Both terminal misfolding and polymerisation contribute to disease-relevant responses in cell models of α ₁ -antitrypsin deficiency-associated liver disease

Polymerisation of α ₁ -antitrypsin within hepatocytes is considered central to the pathogenesis of α ₁ -antitrypsin deficiency-associated liver fibrosis, most commonly in homozygotes for the Z (p.Glu342Lys) allele. Polymerisation proceeds via self-association of monomeric intermediate states. In parallel, >50% of synthesised Z α ₁ -antitrypsin is instead recognized as terminally-misfolded and degraded. It is unclear whether this contributes to Z α ₁ -antitrypsin deficiency-associated liver disease. We characterised the relationships between polymer formation, terminal misfolding and their cellular consequences, using label-free proteomics mass spectrometry (MS), light and electron microscopy, and cellular assays.
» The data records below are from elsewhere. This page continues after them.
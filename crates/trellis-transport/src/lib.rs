//! Transport layer for the Trellis mesh
//!
//! Defines the capability traits the rest of the mesh programs against and
//! one concrete implementation:
//!
//! - [`Transport`]: lifecycle, link management, aggregated statistics
//! - [`Link`]: one logical connection to one remote node, multiplexing
//!   class-of-service lanes with independent backpressure
//! - [`Stream`]: an ordered channel bound to one lane of a link
//! - [`TransportRegistry`]: maps transport-type tags to factories so the
//!   wiring layer picks the wire implementation
//! - [`MemoryTransport`]: channel-backed transport for tests and simulations
//!
//! Routing and higher layers depend only on the traits; swapping the wire
//! implementation is a registry change.

pub mod factory;
pub mod link;
pub mod memory;
pub mod transport;

pub use factory::{TransportFactory, TransportRegistry};
pub use link::{Link, LinkStats, Stream};
pub use memory::{InboundMessage, MemoryHub, MemoryTransport, MemoryTransportFactory};
pub use transport::{Transport, TransportStats};
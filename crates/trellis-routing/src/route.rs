//! Route table rows and the dissemination envelope
//!
//! A [`Route`] is one row of the distance-vector table. A [`RouteUpdate`]
//! packages a full table snapshot for broadcast; it is built fresh for each
//! dissemination tick and discarded after the receiver merges it.

use std::collections::HashMap;
use std::time::Duration;

use bytes::Bytes;
use chrono::{DateTime, Utc};
use serde::{Deserialize, Serialize};

use trellis_core::error::RoutingError;
use trellis_core::{Clock, NodeId};

/// Message type tag carried by route dissemination broadcasts
pub const ROUTE_UPDATE: &str = "route_update";

/// One row of the distance-vector table
#[derive(Debug, Clone, PartialEq, Serialize, Deserialize)]
pub struct Route {
    /// Destination node
    pub destination: NodeId,
    /// Neighbor to forward through to reach the destination
    pub next_hop: NodeId,
    /// Path cost; lower is better
    pub cost: f64,
    /// Monotonic nanoseconds at the owning router when last written
    pub last_update: i64,
}

impl Route {
    /// Build a route stamped with the given clock
    pub fn new(destination: NodeId, next_hop: NodeId, cost: f64, clock: &dyn Clock) -> Self {
        Self {
            destination,
            next_hop,
            cost,
            last_update: clock.monotonic_nanos(),
        }
    }

    /// Check the route invariants: non-empty endpoints, finite non-negative
    /// cost
    pub fn validate(&self) -> Result<(), RoutingError> {
        if self.destination.is_empty() {
            return Err(RoutingError::InvalidRoute("empty destination".to_string()));
        }
        if self.next_hop.is_empty() {
            return Err(RoutingError::InvalidRoute("empty next_hop".to_string()));
        }
        if !self.cost.is_finite() || self.cost < 0.0 {
            return Err(RoutingError::InvalidRoute(format!(
                "cost {} is not a finite non-negative number",
                self.cost
            )));
        }
        Ok(())
    }

    /// Age of this route relative to `now` on the same clock
    pub fn age(&self, now_nanos: i64) -> Duration {
        Duration::from_nanos(now_nanos.saturating_sub(self.last_update).max(0) as u64)
    }
}

/// Full-table broadcast envelope
#[derive(Debug, Clone, Serialize, Deserialize)]
pub struct RouteUpdate {
    /// Node whose table this is
    pub source: NodeId,
    /// Routes keyed by destination
    pub routes: HashMap<NodeId, Route>,
    /// Wall-clock time the snapshot was taken
    pub timestamp: DateTime<Utc>,
}

impl RouteUpdate {
    pub fn new(source: NodeId, routes: HashMap<NodeId, Route>, clock: &dyn Clock) -> Self {
        Self {
            source,
            routes,
            timestamp: clock.now_utc(),
        }
    }

    /// Serialize for the wire
    pub fn encode(&self) -> Result<Bytes, postcard::Error> {
        postcard::to_allocvec(self).map(Bytes::from)
    }

    /// Deserialize from the wire
    pub fn decode(bytes: &[u8]) -> Result<Self, postcard::Error> {
        postcard::from_bytes(bytes)
    }
}
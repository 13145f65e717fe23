//! Simulation lifecycle and tick WASM exports.

use courier_core::config::{RebuildPolicy, SimConfig};
use courier_core::geometry::Point;
use courier_core::sim::Simulation;
use log::warn;

use crate::{
    HANDLE_TABLE, INVALID_HANDLE, RESULT_INVALID_HANDLE, RESULT_NULL_POINTER, RESULT_OK,
    handle_to_key, insert_sim, with_sim,
};

/// Create a simulation with the default board layout.
///
/// Returns a non-zero handle.
#[unsafe(no_mangle)]
pub extern "C" fn courier_create() -> u64 {
    insert_sim(Simulation::default())
}

/// Create a simulation with custom anchors and vehicle speed. Snap and
/// minimum-drag thresholds keep their defaults. `cache_route` selects
/// [`RebuildPolicy::OnRoadChange`] when non-zero.
///
/// Returns a non-zero handle, or [`INVALID_HANDLE`] if the values are
/// rejected (non-finite anchors, non-positive speed).
#[unsafe(no_mangle)]
pub extern "C" fn courier_create_with(
    origin_x: f64,
    origin_y: f64,
    destination_x: f64,
    destination_y: f64,
    vehicle_speed: f64,
    cache_route: u32,
) -> u64 {
    let config = SimConfig {
        origin: Point::new(origin_x, origin_y),
        destination: Point::new(destination_x, destination_y),
        vehicle_speed,
        rebuild_policy: if cache_route != 0 {
            RebuildPolicy::OnRoadChange
        } else {
            RebuildPolicy::EveryTick
        },
        ..SimConfig::default()
    };
    match Simulation::new(config) {
        Ok(sim) => insert_sim(sim),
        Err(e) => {
            warn!("courier_create_with: {e}");
            INVALID_HANDLE
        }
    }
}

/// Destroy the simulation at `handle` and free its slot.
///
/// Returns [`RESULT_OK`] on success, or [`RESULT_INVALID_HANDLE`] if the
/// handle is unknown or already destroyed.
#[unsafe(no_mangle)]
pub extern "C" fn courier_destroy(handle: u64) -> i32 {
    HANDLE_TABLE.with(|table| match table.borrow_mut().remove(handle_to_key(handle)) {
        Some(_) => RESULT_OK,
        None => RESULT_INVALID_HANDLE,
    })
}

/// Run one simulation tick.
#[unsafe(no_mangle)]
pub extern "C" fn courier_tick(handle: u64) -> i32 {
    with_sim(handle, |slot| {
        slot.sim.advance();
        RESULT_OK
    })
}

/// Run `ticks` simulation ticks. Writes the number of deliveries completed
/// to `*out_arrivals` when the pointer is non-null.
///
/// # Safety
///
/// `out_arrivals` must be null or a valid, aligned pointer to a `u64`.
#[unsafe(no_mangle)]
pub unsafe extern "C" fn courier_advance(handle: u64, ticks: u64, out_arrivals: *mut u64) -> i32 {
    with_sim(handle, |slot| {
        let arrivals = slot.sim.advance_by(ticks);
        if !out_arrivals.is_null() {
            unsafe { *out_arrivals = arrivals };
        }
        RESULT_OK
    })
}

/// Write the current score to `*out_score`.
///
/// # Safety
///
/// `out_score` must be a valid, aligned pointer to a `u64`.
#[unsafe(no_mangle)]
pub unsafe extern "C" fn courier_score(handle: u64, out_score: *mut u64) -> i32 {
    if out_score.is_null() {
        return RESULT_NULL_POINTER;
    }
    with_sim(handle, |slot| {
        unsafe { *out_score = slot.sim.score() };
        RESULT_OK
    })
}

/// Write the number of ticks run so far to `*out_tick`.
///
/// # Safety
///
/// `out_tick` must be a valid, aligned pointer to a `u64`.
#[unsafe(no_mangle)]
pub unsafe extern "C" fn courier_get_tick(handle: u64, out_tick: *mut u64) -> i32 {
    if out_tick.is_null() {
        return RESULT_NULL_POINTER;
    }
    with_sim(handle, |slot| {
        unsafe { *out_tick = slot.sim.tick() };
        RESULT_OK
    })
}

/// Write the vehicle position to `*out_x` / `*out_y`.
///
/// # Safety
///
/// Both pointers must be valid, aligned pointers to `f64`.
#[unsafe(no_mangle)]
pub unsafe extern "C" fn courier_vehicle_position(
    handle: u64,
    out_x: *mut f64,
    out_y: *mut f64,
) -> i32 {
    if out_x.is_null() || out_y.is_null() {
        return RESULT_NULL_POINTER;
    }
    with_sim(handle, |slot| {
        let p = slot.sim.vehicle_position();
        unsafe {
            *out_x = p.x;
            *out_y = p.y;
        }
        RESULT_OK
    })
}

/// Write the number of committed roads to `*out_count`.
///
/// # Safety
///
/// `out_count` must be a valid, aligned pointer to a `u32`.
#[unsafe(no_mangle)]
pub unsafe extern "C" fn courier_road_count(handle: u64, out_count: *mut u32) -> i32 {
    if out_count.is_null() {
        return RESULT_NULL_POINTER;
    }
    with_sim(handle, |slot| {
        unsafe { *out_count = slot.sim.roads().len() as u32 };
        RESULT_OK
    })
}

/// Turn event recording on (`enabled != 0`) or off. Hosts that never call
/// `courier_poll_events` should turn it off.
#[unsafe(no_mangle)]
pub extern "C" fn courier_set_events_enabled(handle: u64, enabled: u32) -> i32 {
    with_sim(handle, |slot| {
        slot.sim.set_events_enabled(enabled != 0);
        if enabled == 0 {
            slot.event_cache.clear();
        }
        RESULT_OK
    })
}

// ---------------------------------------------------------------------------
// Tests
// ---------------------------------------------------------------------------
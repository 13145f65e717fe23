//! Shared test helpers for integration tests and benchmarks.
//!
//! Gated behind `#[cfg(any(test, feature = "test-utils"))]` so these helpers
//! are available in unit tests, integration tests, and benchmarks (via the
//! `test-utils` feature).

use crate::config::{RebuildPolicy, SimConfig};
use crate::geometry::Point;
use crate::input::InputEvent;
use crate::id::RoadId;
use crate::road::Road;
use crate::sim::Simulation;

// ===========================================================================
// Geometry shorthands
// ===========================================================================

pub fn pt(x: f64, y: f64) -> Point {
    Point::new(x, y)
}

pub fn road(x1: f64, y1: f64, x2: f64, y2: f64) -> Road {
    Road::new(pt(x1, y1), pt(x2, y2))
}

/// Whether two points are within `1e-6` of each other.
pub fn approx_eq(a: Point, b: Point) -> bool {
    a.distance(&b) < 1e-6
}

// ===========================================================================
// Simulation builders
// ===========================================================================

/// A config with the given anchors and speed; everything else default.
pub fn config(origin: Point, destination: Point, speed: f64) -> SimConfig {
    SimConfig {
        origin,
        destination,
        vehicle_speed: speed,
        ..SimConfig::default()
    }
}

/// A session with the given anchors, speed and preset roads.
pub fn sim_with_roads(origin: Point, destination: Point, speed: f64, roads: &[Road]) -> Simulation {
    let mut sim = Simulation::new(config(origin, destination, speed)).expect("valid test config");
    for &r in roads {
        sim.add_road(r);
    }
    sim
}

/// Same as [`sim_with_roads`] but caching the route between road changes.
pub fn cached_sim_with_roads(
    origin: Point,
    destination: Point,
    speed: f64,
    roads: &[Road],
) -> Simulation {
    let mut cfg = config(origin, destination, speed);
    cfg.rebuild_policy = RebuildPolicy::OnRoadChange;
    let mut sim = Simulation::new(cfg).expect("valid test config");
    for &r in roads {
        sim.add_road(r);
    }
    sim
}

/// Drive a full press-drag-release gesture.
pub fn drag(sim: &mut Simulation, from: Point, to: Point) -> Option<RoadId> {
    sim.handle_input(InputEvent::PointerDown(from));
    sim.handle_input(InputEvent::PointerMove(from.lerp(to, 0.5)));
    sim.handle_input(InputEvent::PointerMove(to));
    sim.handle_input(InputEvent::PointerUp(to))
}

/// Tick until the next arrival. Returns the number of ticks taken, or
/// `None` if nothing arrived within `limit` ticks.
pub fn ticks_until_arrival(sim: &mut Simulation, limit: u64) -> Option<u64> {
    for n in 1..=limit {
        if sim.advance().arrived() {
            return Some(n);
        }
    }
    None
}

/// A grid of `cols` x `rows` junctions `spacing` apart starting at `origin`,
/// wired with horizontal roads first, then vertical ones.
pub fn grid_roads(origin: Point, cols: usize, rows: usize, spacing: f64) -> Vec<Road> {
    let at = |c: usize, r: usize| pt(origin.x + c as f64 * spacing, origin.y + r as f64 * spacing);
    let mut roads = Vec::new();
    for r in 0..rows {
        for c in 0..cols.saturating_sub(1) {
            roads.push(Road::new(at(c, r), at(c + 1, r)));
        }
    }
    for c in 0..cols {
        for r in 0..rows.saturating_sub(1) {
            roads.push(Road::new(at(c, r), at(c, r + 1)));
        }
    }
    roads
}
Proteomic analyses of well-established CHO cell models of hepatocyte handling of α ₁ -antitrypsin variants indicated that cellular responses to the Z mutation were surprisingly similar to those seen with the Null _HongKong variant (NHK), which can only misfold terminally and cannot polymerise. A minor set of proteins showed increases associated with Z and not NHK α ₁ -antitrypsin expression, consistent with a polymer-specific response, characterized by association with increased organellar organization and vesicle-mediated transport. Conversely, proteostatic and pro-fibrotic integrin-associated pathways increased with the degree of terminal misfolding of the expressed α ₁ -antitrypsin variant. Bioenergetic pathway changes indicated concomitant switching from oxidative to glycolytic metabolism. Cell studies further correlated fibrosis-associated behaviours with terminal misfolding rather than polymerisation. Terminal misfolding, as well as polymerisation behaviour, may therefore be important for pro-fibrotic responses including metabolic reprogramming and senescence in Z α ₁ -antitrypsin deficiency. Molecular therapies may prove most efficacious for associated liver disease if they address terminal misfolding as well as polymerisation.